Member of the grounds department sets up chairs in Scott Amphitheater

Members of the Grounds & Horticulture Department set up 2,276 chairs in the Scott Amphitheater in preparation for Commencement Weekend.

It’s Commencement Weekend at Swarthmore, the culmination of four years of exploration and growth for seniors, spirited instruction and collaboration from faculty, and multifaceted support of staff from all corners of campus. The product of extensive planning and execution, Commencement is a celebration for and by the entire College community. But before final touches are made and the regalia is adorned, let’s examine Swarthmore’s Commencement—its 147th—by the numbers.

395:  Seniors graduating

395:  Roses and Itea sweetspire shrubs that will be given to seniors by the Scott Arboretum, in keeping with tradition

73:  Students who were first in their family to attend college (i.e., neither parent had a four-year college degree)

25:  Staff who volunteered to work Commencement, mostly as ushers, from all across campus

41:  Environmental Services staff on campus Sunday—30 working Commencement; 10 tidying up the campus afterward; and one, supervisor Ursula Young, walking in the ceremony

87:  Students receiving honors

301:  Written honors exams taken, across 129 subjects and 27 disciplines

352:  Oral honors exams taken (162 in the social sciences, 96 in engineering and the natural sciences, 83 in the humanities, 11 interdisciplinary)
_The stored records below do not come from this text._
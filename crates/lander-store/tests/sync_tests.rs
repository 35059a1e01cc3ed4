//! Integration tests for snapshot directory sync

use lander_core::errors::ExErrorKind;
use lander_core::model::{NewVariant, VariantStatus};
use lander_store::repo::{SectionRepo, VariantRepo};
use lander_store::{export_snapshot, run_sync, ApplyMode, MissingPolicy, SyncOptions};
use rusqlite::Connection;
use std::collections::BTreeMap;
use std::fs;
use std::path::PathBuf;
use tempfile::TempDir;

fn setup_test_db() -> Connection {
    let mut conn = Connection::open_in_memory().unwrap();
    lander_store::migrations::apply_migrations(&mut conn).unwrap();
    conn
}

fn fixtures() -> PathBuf {
    PathBuf::from(env!("CARGO_MANIFEST_DIR")).join("tests/fixtures/snapshots")
}

fn options(dir: PathBuf) -> SyncOptions {
    SyncOptions {
        snapshot_dir: dir,
        ..SyncOptions::default()
    }
}

fn create(conn: &mut Connection, slug: &str) {
    let mut axes = BTreeMap::new();
    axes.insert("tone".to_string(), "technical".to_string());
    VariantRepo::create(
        conn,
        &NewVariant {
            slug: slug.to_string(),
            name: slug.to_string(),
            description: None,
            weight: 5,
            axes,
        },
    )
    .unwrap();
}

#[test]
fn test_sync_creates_variants_from_fixtures() {
    let mut conn = setup_test_db();

    let report = run_sync(&mut conn, &options(fixtures())).unwrap();
    assert_eq!(report.created, vec!["autumn", "spring"]);
    assert!(report.updated.is_empty());

    let autumn = export_snapshot(&conn, "autumn").unwrap();
    let got: Vec<(String, i64, Option<bool>)> = autumn
        .sections
        .iter()
        .map(|s| (s.section_type.clone(), s.order, s.enabled))
        .collect();
    assert_eq!(
        got,
        vec![
            ("hero".to_string(), 1, Some(true)),
            ("testimonials".to_string(), 2, Some(false)),
            ("video".to_string(), 3, Some(true)),
        ]
    );

    let spring = VariantRepo::get_by_slug(&conn, "spring").unwrap();
    assert_eq!(spring.weight, 60);
    assert_eq!(spring.seo_config["title"], "Spring Launch");
    assert_eq!(
        spring.header_config.cta.map(|c| c.label),
        Some("Start free trial".to_string())
    );
}

#[test]
fn test_second_sync_updates_without_change() {
    let mut conn = setup_test_db();
    run_sync(&mut conn, &options(fixtures())).unwrap();
    let before = export_snapshot(&conn, "spring").unwrap();

    let report = run_sync(&mut conn, &options(fixtures())).unwrap();
    assert_eq!(report.updated, vec!["autumn", "spring"]);
    assert!(report.created.is_empty());
    assert_eq!(export_snapshot(&conn, "spring").unwrap(), before);
}

#[test]
fn test_content_only_keeps_metadata() {
    let mut conn = setup_test_db();
    run_sync(&mut conn, &options(fixtures())).unwrap();
    VariantRepo::update(
        &mut conn,
        "spring",
        &lander_core::model::VariantPatch {
            weight: Some(1),
            ..Default::default()
        },
    )
    .unwrap();

    let opts = SyncOptions {
        apply_mode: ApplyMode::ContentOnly,
        ..options(fixtures())
    };
    run_sync(&mut conn, &opts).unwrap();

    let spring = VariantRepo::get_by_slug(&conn, "spring").unwrap();
    assert_eq!(spring.weight, 1);
    assert_eq!(SectionRepo::list(&conn, &spring.id).unwrap().len(), 4);
}

#[test]
fn test_missing_policy_archive_and_delete() {
    let mut conn = setup_test_db();
    create(&mut conn, "legacy");
    create(&mut conn, "older");
    VariantRepo::archive(&conn, "older").unwrap();

    let opts = SyncOptions {
        missing_policy: MissingPolicy::Archive,
        ..options(fixtures())
    };
    let report = run_sync(&mut conn, &opts).unwrap();
    assert_eq!(report.archived, vec!["legacy"]);
    assert_eq!(
        VariantRepo::get_by_slug(&conn, "legacy").unwrap().status,
        VariantStatus::Archived
    );

    let opts = SyncOptions {
        missing_policy: MissingPolicy::Delete,
        ..options(fixtures())
    };
    let report = run_sync(&mut conn, &opts).unwrap();
    assert_eq!(report.deleted, vec!["legacy", "older"]);
    assert!(VariantRepo::get_by_slug(&conn, "older").unwrap().is_deleted());
    assert!(!VariantRepo::get_by_slug(&conn, "spring").unwrap().is_deleted());
}

#[test]
fn test_absent_directory_never_prunes() {
    let mut conn = setup_test_db();
    create(&mut conn, "live-a");
    create(&mut conn, "live-b");
    let dir = TempDir::new().unwrap();

    for policy in [MissingPolicy::Archive, MissingPolicy::Delete] {
        let opts = SyncOptions {
            missing_policy: policy,
            ..options(dir.path().join("typo"))
        };
        let report = run_sync(&mut conn, &opts).unwrap();
        assert!(report.is_noop());
    }

    let listed = VariantRepo::list(&conn, None).unwrap();
    assert_eq!(listed.len(), 2);
    assert!(listed.iter().all(|v| v.status == VariantStatus::Active));
}

#[test]
fn test_tombstones_skipped_unless_resurrect() {
    let mut conn = setup_test_db();
    run_sync(&mut conn, &options(fixtures())).unwrap();
    VariantRepo::delete(&conn, "spring").unwrap();

    let report = run_sync(&mut conn, &options(fixtures())).unwrap();
    assert_eq!(report.skipped, vec!["spring"]);
    assert!(VariantRepo::get_by_slug(&conn, "spring").unwrap().is_deleted());

    let opts = SyncOptions {
        allow_resurrect: true,
        ..options(fixtures())
    };
    let report = run_sync(&mut conn, &opts).unwrap();
    assert_eq!(report.resurrected, vec!["spring"]);
    assert_eq!(
        VariantRepo::get_by_slug(&conn, "spring").unwrap().status,
        VariantStatus::Active
    );
}

#[test]
fn test_invalid_snapshot_aborts_whole_sync() {
    let mut conn = setup_test_db();
    let dir = TempDir::new().unwrap();
    fs::copy(fixtures().join("spring.json"), dir.path().join("spring.json")).unwrap();
    fs::write(
        dir.path().join("winter.json"),
        r#"{"variant": {"name": "Winter", "weight": 500, "axes": {"tone": "bold"}}}"#,
    )
    .unwrap();

    let err = run_sync(&mut conn, &options(dir.path().to_path_buf())).unwrap_err();
    assert_eq!(err.kind(), ExErrorKind::InvalidInput);
    assert_eq!(err.field(), Some("weight"));
    assert!(VariantRepo::list(&conn, None).unwrap().is_empty());
}

#[test]
fn test_required_flag() {
    let mut conn = setup_test_db();
    let dir = TempDir::new().unwrap();

    let relaxed = run_sync(&mut conn, &options(dir.path().join("absent"))).unwrap();
    assert!(relaxed.is_noop());

    let opts = SyncOptions {
        required: true,
        ..options(dir.path().join("absent"))
    };
    assert_eq!(
        run_sync(&mut conn, &opts).unwrap_err().kind(),
        ExErrorKind::NotFound
    );

    let opts = SyncOptions {
        required: true,
        ..options(dir.path().to_path_buf())
    };
    assert_eq!(
        run_sync(&mut conn, &opts).unwrap_err().kind(),
        ExErrorKind::InvalidInput
    );
}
138:  External honors examiners hosted, from across the U.S. and the Netherlands, Germany, and Canada

1:  Cohort—the first—of Swarthmore Summer Scholars to graduate 

82:  Students with the most popular major, Economics

149:  Students with double majors

62:  Students with special majors, including 14 in Peace & Conflict Studies and 12 in Neuroscience 

213:  Students with a minor

3:  Students with the College’s newest minor, Global Studies

4:  First-time special majors: Indigenous Sociopolitical Studies; Political Science, Conservation Biology, and Environmental Justice; Interdisciplinary Race and Ethnicity Studies; Philosophy of Language

310:  Procession steps between the entrances of Dean Bond Rose Garden and Scott Amphitheater

1,580:  Tickets issued

3,000:  Programs printed

2,276:  Chairs set up in the amphitheater

3,800:  Total chairs, as well as 50 extra tables, ordered to cover the weekend’s events

2,000:  Compostable ponchos (new this year) ordered in case of rain

2,000:  Compostable cups at water stations around campus

18:  Golf carts to ferry people around campus

48:  Barricades 

2,000:  Cookies (approximate) for the post-ceremony reception

44:  International students from 32 countries, as well as 19 U.S. citizens who have dual citizenship in 14 additional countries

41:  States represented by students, including Washington, D.C.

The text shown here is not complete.